Júlia lançou-lhe outro olhar de repugnância.
- Às vezes, - disse ela - ameaçam a gente com uma coisa... com coisas que não se pode aguentar, não se pode nem pensar. E então a gente diz "Não faças isso comigo, faz com outra pessoa, faze com Fulano e Sicrano." Mais tarde, talvez finjas que se tratava apenas de um estratagema, mandar que o fizessem a outro, e que não era a sério. Mas não é verdade. Na hora que acontece a gente fala sério. Pensa que não há outro jeito de se salvar; e se dispõe a salvar-se daquele modo. A gente quer que a coisa aconteça ao outro. Não se importa que sofra. Só nos importamos connosco. Só nós temos importância.

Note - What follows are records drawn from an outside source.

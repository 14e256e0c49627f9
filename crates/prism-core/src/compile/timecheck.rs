// SPDX-License-Identifier: Apache-2.0
//! Pass 3: time topology inference and reserved-bus checks.

use crate::compile::Session;
use crate::diag::{DiagCode, Diagnostic, GraphLoc};
use crate::ident::BlockId;
use crate::patch::BlockRole;
use crate::time::reserved_bus_type;

pub(crate) fn run(session: &mut Session<'_>) {
    check_roots(session);
    bind_reserved_buses(session);

    if session.time_model.is_some_and(|m| m.is_cyclic()) && session.ui.phase_a.is_none() {
        session.diags.push(
            Diagnostic::error(
                DiagCode::MissingPrimaryPhase,
                "cyclic patch never publishes a primary phase",
            )
            .with_help("wire the time root's phase output to the phaseA bus"),
        );
    }
}

fn role_of(session: &Session<'_>, block: &crate::patch::Block) -> Option<BlockRole> {
    session
        .blocks
        .get(&block.ty)
        .and_then(|def| def.role)
        .or(block.role)
}

fn check_roots(session: &mut Session<'_>) {
    let roots: Vec<BlockId> = session
        .patch
        .blocks
        .iter()
        .filter(|b| role_of(session, b) == Some(BlockRole::TimeRoot))
        .map(|b| b.id)
        .collect();

    match roots.as_slice() {
        [] => {
            session.diags.push(
                Diagnostic::error(DiagCode::MissingTimeRoot, "patch has no time root")
                    .with_help("add a finite, cycle, or infinite time root"),
            );
        }
        [root] => {
            let root = *root;
            let has_input = session
                .patch
                .edges
                .iter()
                .any(|e| e.enabled && e.to.block == root);
            if has_input {
                session.diags.push(
                    Diagnostic::error(
                        DiagCode::TimeRootHasInput,
                        "the time root must not have incoming edges",
                    )
                    .at(GraphLoc::Block(root)),
                );
            }
            // The model is a pure function of the root's type and params.
            let block = session
                .patch
                .block(&root)
                .cloned();
            match block.as_ref().and_then(crate::block::time_model_of) {
                Some(model) => session.time_model = Some(model),
                None => session.diags.push(
                    Diagnostic::error(
                        DiagCode::MissingTimeRoot,
                        "time root type declares no time model",
                    )
                    .at(GraphLoc::Block(root)),
                ),
            }
        }
        many => {
            let mut diag = Diagnostic::error(
                DiagCode::MultipleTimeRoots,
                format!("patch has {} time roots; exactly one is required", many.len()),
            );
            for id in many {
                diag = diag.at(GraphLoc::Block(*id));
            }
            session.diags.push(diag.with_help("remove all but one time root"));
        }
    }
}

fn bind_reserved_buses(session: &mut Session<'_>) {
    let buses: Vec<(BlockId, String, String)> = session
        .patch
        .blocks
        .iter()
        .filter(|b| role_of(session, b) == Some(BlockRole::Bus))
        .flat_map(|b| {
            b.tags
                .iter()
                .filter(|t| reserved_bus_type(t).is_some())
                .map(|t| (b.id, b.ty.clone(), t.clone()))
                .collect::<Vec<_>>()
        })
        .collect();

    for (bus_id, bus_ty, name) in buses {
        let Some(expected) = reserved_bus_type(&name) else {
            continue;
        };
        let actual = session
            .blocks
            .get(&bus_ty)
            .and_then(|def| def.input("in"))
            .map(|slot| slot.ty);
        match actual {
            Some(actual) if actual.same_shape(&expected) => {
                let slot = match name.as_str() {
                    "phaseA" => &mut session.ui.phase_a,
                    "phaseB" => &mut session.ui.phase_b,
                    "pulse" => &mut session.ui.pulse,
                    "energy" => &mut session.ui.energy,
                    "palette" => &mut session.ui.palette,
                    "progress" => &mut session.ui.progress,
                    _ => continue,
                };
                *slot = Some(bus_id);
            }
            Some(actual) => {
                session.diags.push(
                    Diagnostic::error(
                        DiagCode::ReservedBusTypeMismatch,
                        format!("reserved bus {name:?} must carry {expected}, found {actual}"),
                    )
                    .at(GraphLoc::Bus(bus_id)),
                );
            }
            None => {
                session.diags.push(
                    Diagnostic::error(
                        DiagCode::ReservedBusTypeMismatch,
                        format!("reserved bus {name:?} has no input slot"),
                    )
                    .at(GraphLoc::Bus(bus_id)),
                );
            }
        }
    }
}
// SPDX-License-Identifier: Apache-2.0
//! Canonical adapter set.
//!
//! Policies and costs here are contractual: auto adapters are the only ones
//! the compiler may insert silently, suggest adapters surface as proposals,
//! and explicit adapters (field reductions) must be placed by the user.

use crate::ir::{IrBuilder, Kernel, ReduceMode, ValueRef};
use crate::transform::{
    AdapterCost, AdapterPolicy, CompileStepError, ParamRefs, RegistryError, ResolvedParams,
    TransformDef, TransformError, TransformKind, TransformRegistry, TypePattern,
};
use crate::types::{DomainKind, TypeDesc, World};
use crate::value::Value;

/// Registers the canonical adapters.
///
/// # Errors
///
/// [`RegistryError`] on id collisions (only possible if called twice on the
/// same registry).
pub fn register_canonical_adapters(reg: &mut TransformRegistry) -> Result<(), RegistryError> {
    let mut add = |name: &'static str,
                   input: TypePattern,
                   output: TypePattern,
                   policy: AdapterPolicy,
                   cost: AdapterCost,
                   apply: fn(&Value, &ResolvedParams) -> Result<Value, TransformError>,
                   compile: fn(
        ValueRef,
        &ParamRefs,
        &mut IrBuilder,
    ) -> Result<ValueRef, CompileStepError>|
     -> Result<(), RegistryError> {
        reg.register(TransformDef {
            name,
            kind: TransformKind::Adapter {
                input,
                output,
                policy,
                cost,
            },
            params: &[],
            apply,
            compile,
            stateful: false,
        })
    };

    add(
        "ConstToSignal",
        TypePattern::AnyDomain(World::Scalar),
        TypePattern::AnyDomain(World::Signal),
        AdapterPolicy::Auto,
        AdapterCost::Cheap,
        identity_apply,
        const_to_signal_compile,
    )?;
    add(
        "BroadcastScalarToField",
        TypePattern::AnyDomain(World::Scalar),
        TypePattern::AnyDomain(World::Field),
        AdapterPolicy::Auto,
        AdapterCost::Medium,
        identity_apply,
        broadcast_compile,
    )?;
    add(
        "BroadcastSignalToField",
        TypePattern::AnyDomain(World::Signal),
        TypePattern::AnyDomain(World::Field),
        AdapterPolicy::Auto,
        AdapterCost::Medium,
        identity_apply,
        broadcast_compile,
    )?;
    add(
        "NormalizeToPhase",
        TypePattern::Exact(TypeDesc::signal(DomainKind::Float)),
        TypePattern::Exact(TypeDesc::signal(DomainKind::Phase)),
        AdapterPolicy::Suggest,
        AdapterCost::Cheap,
        fract_apply,
        fract_compile,
    )?;
    add(
        "PhaseToNumber",
        TypePattern::Exact(TypeDesc::signal(DomainKind::Phase)),
        TypePattern::Exact(TypeDesc::signal(DomainKind::Float)),
        AdapterPolicy::Auto,
        AdapterCost::Cheap,
        phase_to_number_apply,
        phase_to_number_compile,
    )?;
    add(
        "NumberToDurationMs",
        TypePattern::Exact(TypeDesc::signal(DomainKind::Float)),
        TypePattern::Exact(TypeDesc::signal(DomainKind::Duration)),
        AdapterPolicy::Suggest,
        AdapterCost::Cheap,
        number_to_duration_apply,
        number_to_duration_compile,
    )?;
    add(
        "DurationToNumberMs",
        TypePattern::Exact(TypeDesc::signal(DomainKind::Duration)),
        TypePattern::Exact(TypeDesc::signal(DomainKind::Float)),
        AdapterPolicy::Auto,
        AdapterCost::Cheap,
        duration_to_number_apply,
        duration_to_number_compile,
    )?;

    // Field reductions require an explicit mode at design time; there is no
    // silent mean default. One id per mode keeps the registry table-driven.
    add(
        "ReduceFieldToSignal.mean",
        TypePattern::Exact(TypeDesc::field(DomainKind::Float)),
        TypePattern::Exact(TypeDesc::signal(DomainKind::Float)),
        AdapterPolicy::Explicit,
        AdapterCost::Heavy,
        reduce_apply,
        reduce_mean_compile,
    )?;
    add(
        "ReduceFieldToSignal.sum",
        TypePattern::Exact(TypeDesc::field(DomainKind::Float)),
        TypePattern::Exact(TypeDesc::signal(DomainKind::Float)),
        AdapterPolicy::Explicit,
        AdapterCost::Heavy,
        reduce_apply,
        reduce_sum_compile,
    )?;
    add(
        "ReduceFieldToSignal.min",
        TypePattern::Exact(TypeDesc::field(DomainKind::Float)),
        TypePattern::Exact(TypeDesc::signal(DomainKind::Float)),
        AdapterPolicy::Explicit,
        AdapterCost::Heavy,
        reduce_apply,
        reduce_min_compile,
    )?;
    add(
        "ReduceFieldToSignal.max",
        TypePattern::Exact(TypeDesc::field(DomainKind::Float)),
        TypePattern::Exact(TypeDesc::signal(DomainKind::Float)),
        AdapterPolicy::Explicit,
        AdapterCost::Heavy,
        reduce_apply,
        reduce_max_compile,
    )?;
    Ok(())
}

fn identity_apply(v: &Value, _: &ResolvedParams) -> Result<Value, TransformError> {
    Ok(v.clone())
}

fn const_to_signal_compile(
    input: ValueRef,
    _: &ParamRefs,
    b: &mut IrBuilder,
) -> Result<ValueRef, CompileStepError> {
    let id = b.as_node(input);
    Ok(ValueRef {
        kind: crate::ir::RefKind::Sig,
        id: id.0,
    })
}

fn broadcast_compile(
    input: ValueRef,
    _: &ParamRefs,
    b: &mut IrBuilder,
) -> Result<ValueRef, CompileStepError> {
    Ok(b.broadcast(input))
}

fn fract_apply(v: &Value, _: &ResolvedParams) -> Result<Value, TransformError> {
    Kernel::Fract
        .apply(&[v.clone()])
        .map_err(|_| TransformError::BadInput {
            transform: "NormalizeToPhase",
            got: v.domain_kind().name(),
        })
}

fn fract_compile(
    input: ValueRef,
    _: &ParamRefs,
    b: &mut IrBuilder,
) -> Result<ValueRef, CompileStepError> {
    Ok(b.map(input, Kernel::Fract))
}

fn phase_to_number_apply(v: &Value, _: &ResolvedParams) -> Result<Value, TransformError> {
    Kernel::PhaseToNumber
        .apply(&[v.clone()])
        .map_err(|_| TransformError::BadInput {
            transform: "PhaseToNumber",
            got: v.domain_kind().name(),
        })
}

fn phase_to_number_compile(
    input: ValueRef,
    _: &ParamRefs,
    b: &mut IrBuilder,
) -> Result<ValueRef, CompileStepError> {
    Ok(b.map(input, Kernel::PhaseToNumber))
}

fn number_to_duration_apply(v: &Value, _: &ResolvedParams) -> Result<Value, TransformError> {
    Kernel::NumberToDuration
        .apply(&[v.clone()])
        .map_err(|_| TransformError::BadInput {
            transform: "NumberToDurationMs",
            got: v.domain_kind().name(),
        })
}

fn number_to_duration_compile(
    input: ValueRef,
    _: &ParamRefs,
    b: &mut IrBuilder,
) -> Result<ValueRef, CompileStepError> {
    Ok(b.map(input, Kernel::NumberToDuration))
}

fn duration_to_number_apply(v: &Value, _: &ResolvedParams) -> Result<Value, TransformError> {
    Kernel::DurationToNumber
        .apply(&[v.clone()])
        .map_err(|_| TransformError::BadInput {
            transform: "DurationToNumberMs",
            got: v.domain_kind().name(),
        })
}

fn duration_to_number_compile(
    input: ValueRef,
    _: &ParamRefs,
    b: &mut IrBuilder,
) -> Result<ValueRef, CompileStepError> {
    Ok(b.map(input, Kernel::DurationToNumber))
}

/// Value-level reduce over an already-materialized list (UI preview path);
/// fields proper reduce in IR.
fn reduce_apply(v: &Value, _: &ResolvedParams) -> Result<Value, TransformError> {
    match v {
        Value::List(items) => {
            let mut sum = 0.0;
            for item in items {
                sum += item.as_f64().unwrap_or(0.0);
            }
            Ok(Value::Number(sum))
        }
        other => Ok(other.clone()),
    }
}

fn reduce_mean_compile(
    input: ValueRef,
    _: &ParamRefs,
    b: &mut IrBuilder,
) -> Result<ValueRef, CompileStepError> {
    Ok(b.reduce_field(input, ReduceMode::Mean))
}

fn reduce_sum_compile(
    input: ValueRef,
    _: &ParamRefs,
    b: &mut IrBuilder,
) -> Result<ValueRef, CompileStepError> {
    Ok(b.reduce_field(input, ReduceMode::Sum))
}

fn reduce_min_compile(
    input: ValueRef,
    _: &ParamRefs,
    b: &mut IrBuilder,
) -> Result<ValueRef, CompileStepError> {
    Ok(b.reduce_field(input, ReduceMode::Min))
}

fn reduce_max_compile(
    input: ValueRef,
    _: &ParamRefs,
    b: &mut IrBuilder,
) -> Result<ValueRef, CompileStepError> {
    Ok(b.reduce_field(input, ReduceMode::Max))
}

#[cfg(test)]
#[allow(clippy::expect_used, clippy::unwrap_used)]
mod tests {
    use super::*;

    fn registry() -> TransformRegistry {
        let mut reg = TransformRegistry::new();
        register_canonical_adapters(&mut reg).unwrap();
        reg
    }

    #[test]
    fn canonical_policies_and_costs_are_exact() {
        let reg = registry();
        let check = |id: &str, policy: AdapterPolicy, cost: AdapterCost| {
            let def = reg.get(id).unwrap_or_else(|| panic!("missing adapter {id}"));
            assert_eq!(def.policy(), Some(policy), "{id} policy");
            assert_eq!(def.cost(), Some(cost), "{id} cost");
        };
        check("ConstToSignal", AdapterPolicy::Auto, AdapterCost::Cheap);
        check(
            "BroadcastScalarToField",
            AdapterPolicy::Auto,
            AdapterCost::Medium,
        );
        check(
            "BroadcastSignalToField",
            AdapterPolicy::Auto,
            AdapterCost::Medium,
        );
        check("NormalizeToPhase", AdapterPolicy::Suggest, AdapterCost::Cheap);
        check("PhaseToNumber", AdapterPolicy::Auto, AdapterCost::Cheap);
        check(
            "NumberToDurationMs",
            AdapterPolicy::Suggest,
            AdapterCost::Cheap,
        );
        check(
            "DurationToNumberMs",
            AdapterPolicy::Auto,
            AdapterCost::Cheap,
        );
        for mode in ["mean", "sum", "min", "max"] {
            check(
                &format!("ReduceFieldToSignal.{mode}"),
                AdapterPolicy::Explicit,
                AdapterCost::Heavy,
            );
        }
    }

    #[test]
    fn const_to_signal_preserves_domain() {
        let reg = registry();
        let def = reg.get("ConstToSignal").unwrap();
        let from = TypeDesc::scalar(DomainKind::Phase);
        assert!(def.input_matches(&from));
        assert_eq!(def.output_type(&from), TypeDesc::signal(DomainKind::Phase));
    }

    #[test]
    fn adapters_do_not_match_internal_category() {
        let reg = registry();
        let def = reg.get("ConstToSignal").unwrap();
        assert!(!def.input_matches(&TypeDesc::scalar(DomainKind::Float).internal()));
    }
}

- Só nós temos importância -repetiu ele.
- E depois disso, já não se sente o mesmo pela outra pessoa.
-Não - concordou ele - já não se sente o mesmo.
Não parecia haver nada mais a dizer. O vento colava-lhes à pele os macacões delgados. Quase imediatamente, tornou-se incómodo ficar ali, calados: além disso, estava frio demais para continuarem sem se mexer. Ela disse qualquer coisa a respeito do trem subterrâneo e levantou-se...
- Precisamos nos encontrar outra vez - disse ele.
- Sim, precisamos nos encontrar.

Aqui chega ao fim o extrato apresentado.